Exercise directions
Copy out all of the entries below without any change.

Data for this exercise
^^^^^^^^
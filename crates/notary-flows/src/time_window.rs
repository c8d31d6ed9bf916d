//! Time-window admission check.

use std::sync::Arc;

use chrono::{DateTime, Duration, Utc};
use notary_types::{Clock, NotaryError, Result, TimeWindow, TransactionId};

/// Decide whether `window` admits `now` give or take `tolerance`.
///
/// A missing bound is unconstrained. The window is rejected when `now` is
/// more than `tolerance` past `until_time` or more than `tolerance` before
/// `from_time`; exactly `tolerance` away is still admitted.
#[must_use]
pub fn is_valid_at(window: &TimeWindow, now: DateTime<Utc>, tolerance: Duration) -> bool {
    let too_late = window.until_time().is_some_and(|until| now - until > tolerance);
    let too_early = window.from_time().is_some_and(|from| from - now > tolerance);
    !too_late && !too_early
}

/// Checks declared windows against an injected clock.
#[derive(Clone)]
pub struct TimeWindowChecker {
    clock: Arc<dyn Clock>,
    tolerance: Duration,
}

impl TimeWindowChecker {
    #[must_use]
    pub fn new(clock: Arc<dyn Clock>, tolerance: Duration) -> Self {
        Self { clock, tolerance }
    }

    /// Tolerance given in milliseconds, as it appears in configuration.
    #[must_use]
    pub fn from_millis(clock: Arc<dyn Clock>, tolerance_ms: u64) -> Self {
        let millis = i64::try_from(tolerance_ms).unwrap_or(i64::MAX);
        Self::new(clock, Duration::milliseconds(millis))
    }

    #[must_use]
    pub fn tolerance(&self) -> Duration {
        self.tolerance
    }

    #[must_use]
    pub fn now(&self) -> DateTime<Utc> {
        self.clock.now()
    }

    #[must_use]
    pub fn is_valid(&self, window: &TimeWindow) -> bool {
        is_valid_at(window, self.clock.now(), self.tolerance)
    }

    /// `Ok` for an absent or admissible window.
    pub fn check(&self, window: Option<&TimeWindow>, tx_id: TransactionId) -> Result<()> {
        match window {
            Some(window) if !self.is_valid(window) => Err(NotaryError::TimeWindowInvalid(tx_id)),
            _ => Ok(()),
        }
    }
}

#[cfg(test)]
mod tests {
    use notary_types::FixedClock;

    use super::*;

    fn checker(now: DateTime<Utc>) -> TimeWindowChecker {
        TimeWindowChecker::new(Arc::new(FixedClock::at(now)), Duration::seconds(30))
    }

    #[test]
    fn expiry_boundary() {
        let now = Utc::now();
        let c = checker(now);
        assert!(c.is_valid(&TimeWindow::until_only(now - Duration::seconds(29))));
        assert!(c.is_valid(&TimeWindow::until_only(now - Duration::seconds(30))));
        assert!(!c.is_valid(&TimeWindow::until_only(now - Duration::seconds(31))));
    }

    #[test]
    fn start_boundary() {
        let now = Utc::now();
        let c = checker(now);
        assert!(c.is_valid(&TimeWindow::from_only(now + Duration::seconds(29))));
        assert!(c.is_valid(&TimeWindow::from_only(now + Duration::seconds(30))));
        assert!(!c.is_valid(&TimeWindow::from_only(now + Duration::seconds(31))));
    }

    #[test]
    fn unbounded_and_enclosing_windows_pass() {
        let now = Utc::now();
        let c = checker(now);
        assert!(c.is_valid(&TimeWindow::unbounded()));
        assert!(c.is_valid(&TimeWindow::with_tolerance(now, Duration::seconds(1))));
        let past = TimeWindow::between(now - Duration::hours(2), now - Duration::hours(1)).unwrap();
        assert!(!c.is_valid(&past));
    }

    #[test]
    fn check_maps_to_typed_error() {
        let now = Utc::now();
        let c = checker(now);
        let tx = TransactionId::from_bytes([7; 32]);
        assert!(c.check(None, tx).is_ok());
        let late = TimeWindow::until_only(now - Duration::minutes(5));
        assert!(matches!(c.check(Some(&late), tx), Err(NotaryError::TimeWindowInvalid(id)) if id == tx));
    }

    #[test]
    fn follows_the_clock() {
        let now = Utc::now();
        let clock = FixedClock::at(now);
        let c = TimeWindowChecker::from_millis(Arc::new(clock.clone()), 30_000);
        let window = TimeWindow::until_only(now);
        assert!(c.is_valid(&window));
        clock.advance(Duration::seconds(31));
        assert!(!c.is_valid(&window));
    }
}
//! Injectable wall-clock sources.

use std::sync::{Arc, Mutex, PoisonError};

use chrono::{DateTime, Duration, Utc};

/// Source of the current UTC time.
pub trait Clock: Send + Sync + 'static {
    fn now(&self) -> DateTime<Utc>;
}

/// The system clock.
#[derive(Debug, Clone, Copy, Default)]
pub struct SystemClock;

impl Clock for SystemClock {
    fn now(&self) -> DateTime<Utc> {
        Utc::now()
    }
}

/// A manually driven clock. Clones share the same instant.
#[derive(Debug, Clone)]
pub struct FixedClock {
    now: Arc<Mutex<DateTime<Utc>>>,
}

impl FixedClock {
    #[must_use]
    pub fn at(now: DateTime<Utc>) -> Self {
        Self {
            now: Arc::new(Mutex::new(now)),
        }
    }

    pub fn set(&self, now: DateTime<Utc>) {
        *self.now.lock().unwrap_or_else(PoisonError::into_inner) = now;
    }

    pub fn advance(&self, by: Duration) {
        let mut now = self.now.lock().unwrap_or_else(PoisonError::into_inner);
        *now += by;
    }
}

impl Clock for FixedClock {
    fn now(&self) -> DateTime<Utc> {
        *self.now.lock().unwrap_or_else(PoisonError::into_inner)
    }
}
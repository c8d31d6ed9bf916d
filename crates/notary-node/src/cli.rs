//! Command-line interface.

use std::path::PathBuf;

use clap::{Parser, Subcommand};

/// Transaction uniqueness notary.
#[derive(Debug, Parser)]
#[command(name = "notary-node", version, about)]
pub struct Cli {
    /// Log filter directives; falls back to `RUST_LOG`, then `info`.
    #[arg(long, global = true)]
    pub log_filter: Option<String>,

    /// Emit logs as JSON lines.
    #[arg(long, global = true)]
    pub log_json: bool,

    #[command(subcommand)]
    pub command: Command,
}

#[derive(Debug, Subcommand)]
pub enum Command {
    /// Run one cluster member until interrupted.
    Run {
        /// JSON configuration file.
        #[arg(short, long)]
        config: PathBuf,
    },

    /// Generate a signing seed and print the node id it yields.
    Keygen {
        /// Where to write the hex-encoded seed.
        #[arg(short, long)]
        out: PathBuf,
    },

    /// Start an in-process Raft notary cluster, notarise a spend and
    /// attempt to double-spend it.
    Demo {
        /// Cluster size.
        #[arg(short, long, default_value_t = 3)]
        members: u8,
    },
}

#[cfg(test)]
mod tests {
    use clap::CommandFactory;

    use super::*;

    #[test]
    fn cli_definition_is_consistent() {
        Cli::command().debug_assert();
    }

    #[test]
    fn parses_run_with_global_flags() {
        let cli = Cli::parse_from(["notary-node", "run", "--config", "notary.json", "--log-json"]);
        assert!(cli.log_json);
        assert!(matches!(cli.command, Command::Run { config } if config == PathBuf::from("notary.json")));
    }

    #[test]
    fn demo_defaults_to_three_members() {
        let cli = Cli::parse_from(["notary-node", "demo"]);
        assert!(matches!(cli.command, Command::Demo { members: 3 }));
    }
}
^^^^^^^^
Answer to the exercise
filename crates/notary-flows/src/time_window.rs
repository c8d31d6ed9bf916d
//! Time-window admission check.

use std::sync::Arc;

use chrono::{DateTime, Duration, Utc};
use notary_types::{Clock, NotaryError, Result, TimeWindow, TransactionId};

/// Decide whether `window` admits `now` give or take `tolerance`.
///
/// A missing bound is unconstrained. The window is rejected when `now` is
/// more than `tolerance` past `until_time` or more than `tolerance` before
/// `from_time`; exactly `tolerance` away is still admitted.
#[must_use]
pub fn is_valid_at(window: &TimeWindow, now: DateTime<Utc>, tolerance: Duration) -> bool {
    let too_late = window.until_time().is_some_and(|until| now - until > tolerance);
    let too_early = window.from_time().is_some_and(|from| from - now > tolerance);
    !too_late && !too_early
}

/// Checks declared windows against an injected clock.
#[derive(Clone)]
pub struct TimeWindowChecker {
    clock: Arc<dyn Clock>,
    tolerance: Duration,
}

impl TimeWindowChecker {
    #[must_use]
    pub fn new(clock: Arc<dyn Clock>, tolerance: Duration) -> Self {
        Self { clock, tolerance }
    }

    /// Tolerance given in milliseconds, as it appears in configuration.
    #[must_use]
    pub fn from_millis(clock: Arc<dyn Clock>, tolerance_ms: u64) -> Self {
        let millis = i64::try_from(tolerance_ms).unwrap_or(i64::MAX);
        Self::new(clock, Duration::milliseconds(millis))
    }

    #[must_use]
    pub fn tolerance(&self) -> Duration {
        self.tolerance
    }

    #[must_use]
    pub fn now(&self) -> DateTime<Utc> {
        self.clock.now()
    }

    #[must_use]
    pub fn is_valid(&self, window: &TimeWindow) -> bool {
        is_valid_at(window, self.clock.now(), self.tolerance)
    }

    /// `Ok` for an absent or admissible window.
    pub fn check(&self, window: Option<&TimeWindow>, tx_id: TransactionId) -> Result<()> {
        match window {
            Some(window) if !self.is_valid(window) => Err(NotaryError::TimeWindowInvalid(tx_id)),
            _ => Ok(()),
        }
    }
}

#[cfg(test)]
mod tests {
    use notary_types::FixedClock;

    use super::*;

    fn checker(now: DateTime<Utc>) -> TimeWindowChecker {
        TimeWindowChecker::new(Arc::new(FixedClock::at(now)), Duration::seconds(30))
    }

    #[test]
    fn expiry_boundary() {
        let now = Utc::now();
        let c = checker(now);
        assert!(c.is_valid(&TimeWindow::until_only(now - Duration::seconds(29))));
        assert!(c.is_valid(&TimeWindow::until_only(now - Duration::seconds(30))));
        assert!(!c.is_valid(&TimeWindow::until_only(now - Duration::seconds(31))));
    }

    #[test]
    fn start_boundary() {
        let now = Utc::now();
        let c = checker(now);
        assert!(c.is_valid(&TimeWindow::from_only(now + Duration::seconds(29))));
        assert!(c.is_valid(&TimeWindow::from_only(now + Duration::seconds(30))));
        assert!(!c.is_valid(&TimeWindow::from_only(now + Duration::seconds(31))));
    }

    #[test]
    fn unbounded_and_enclosing_windows_pass() {
        let now = Utc::now();
        let c = checker(now);
        assert!(c.is_valid(&TimeWindow::unbounded()));
        assert!(c.is_valid(&TimeWindow::with_tolerance(now, Duration::seconds(1))));
        let past = TimeWindow::between(now - Duration::hours(2), now - Duration::hours(1)).unwrap();
        assert!(!c.is_valid(&past));
    }

    #[test]
    fn check_maps_to_typed_error() {
        let now = Utc::now();
        let c = checker(now);
        let tx = TransactionId::from_bytes([7; 32]);
        assert!(c.check(None, tx).is_ok());
        let late = TimeWindow::until_only(now - Duration::minutes(5));
        assert!(matches!(c.check(Some(&late), tx), Err(NotaryError::TimeWindowInvalid(id)) if id == tx));
    }

    #[test]
    fn follows_the_clock() {
        let now = Utc::now();
        let clock = FixedClock::at(now);
        let c = TimeWindowChecker::from_millis(Arc::new(clock.clone()), 30_000);
        let window = TimeWindow::until_only(now);
        assert!(c.is_valid(&window));
        clock.advance(Duration::seconds(31));
        assert!(!c.is_valid(&window));
    }
}
//! Injectable wall-clock sources.

use std::sync::{Arc, Mutex, PoisonError};

use chrono::{DateTime, Duration, Utc};

/// Source of the current UTC time.
pub trait Clock: Send + Sync + 'static {
    fn now(&self) -> DateTime<Utc>;
}

/// The system clock.
#[derive(Debug, Clone, Copy, Default)]
pub struct SystemClock;

impl Clock for SystemClock {
    fn now(&self) -> DateTime<Utc> {
        Utc::now()
    }
}

/// A manually driven clock. Clones share the same instant.
#[derive(Debug, Clone)]
pub struct FixedClock {
    now: Arc<Mutex<DateTime<Utc>>>,
}

impl FixedClock {
    #[must_use]
    pub fn at(now: DateTime<Utc>) -> Self {
        Self {
            now: Arc::new(Mutex::new(now)),
        }
    }

    pub fn set(&self, now: DateTime<Utc>) {
        *self.now.lock().unwrap_or_else(PoisonError::into_inner) = now;
    }

    pub fn advance(&self, by: Duration) {
        let mut now = self.now.lock().unwrap_or_else(PoisonError::into_inner);
        *now += by;
    }
}

impl Clock for FixedClock {
    fn now(&self) -> DateTime<Utc> {
        *self.now.lock().unwrap_or_else(PoisonError::into_inner)
    }
}
repository c8d31d6ed9bf916d
filename crates/notary-node/src/cli.rs
//! Command-line interface.

use std::path::PathBuf;

use clap::{Parser, Subcommand};

/// Transaction uniqueness notary.
#[derive(Debug, Parser)]
#[command(name = "notary-node", version, about)]
pub struct Cli {
    /// Log filter directives; falls back to `RUST_LOG`, then `info`.
    #[arg(long, global = true)]
    pub log_filter: Option<String>,

    /// Emit logs as JSON lines.
    #[arg(long, global = true)]
    pub log_json: bool,

    #[command(subcommand)]
    pub command: Command,
}

#[derive(Debug, Subcommand)]
pub enum Command {
    /// Run one cluster member until interrupted.
    Run {
        /// JSON configuration file.
        #[arg(short, long)]
        config: PathBuf,
    },

    /// Generate a signing seed and print the node id it yields.
    Keygen {
        /// Where to write the hex-encoded seed.
        #[arg(short, long)]
        out: PathBuf,
    },

    /// Start an in-process Raft notary cluster, notarise a spend and
    /// attempt to double-spend it.
    Demo {
        /// Cluster size.
        #[arg(short, long, default_value_t = 3)]
        members: u8,
    },
}

#[cfg(test)]
mod tests {
    use clap::CommandFactory;

    use super::*;

    #[test]
    fn cli_definition_is_consistent() {
        Cli::command().debug_assert();
    }

    #[test]
    fn parses_run_with_global_flags() {
        let cli = Cli::parse_from(["notary-node", "run", "--config", "notary.json", "--log-json"]);
        assert!(cli.log_json);
        assert!(matches!(cli.command, Command::Run { config } if config == PathBuf::from("notary.json")));
    }

    #[test]
    fn demo_defaults_to_three_members() {
        let cli = Cli::parse_from(["notary-node", "demo"]);
        assert!(matches!(cli.command, Command::Demo { members: 3 }));
    }
}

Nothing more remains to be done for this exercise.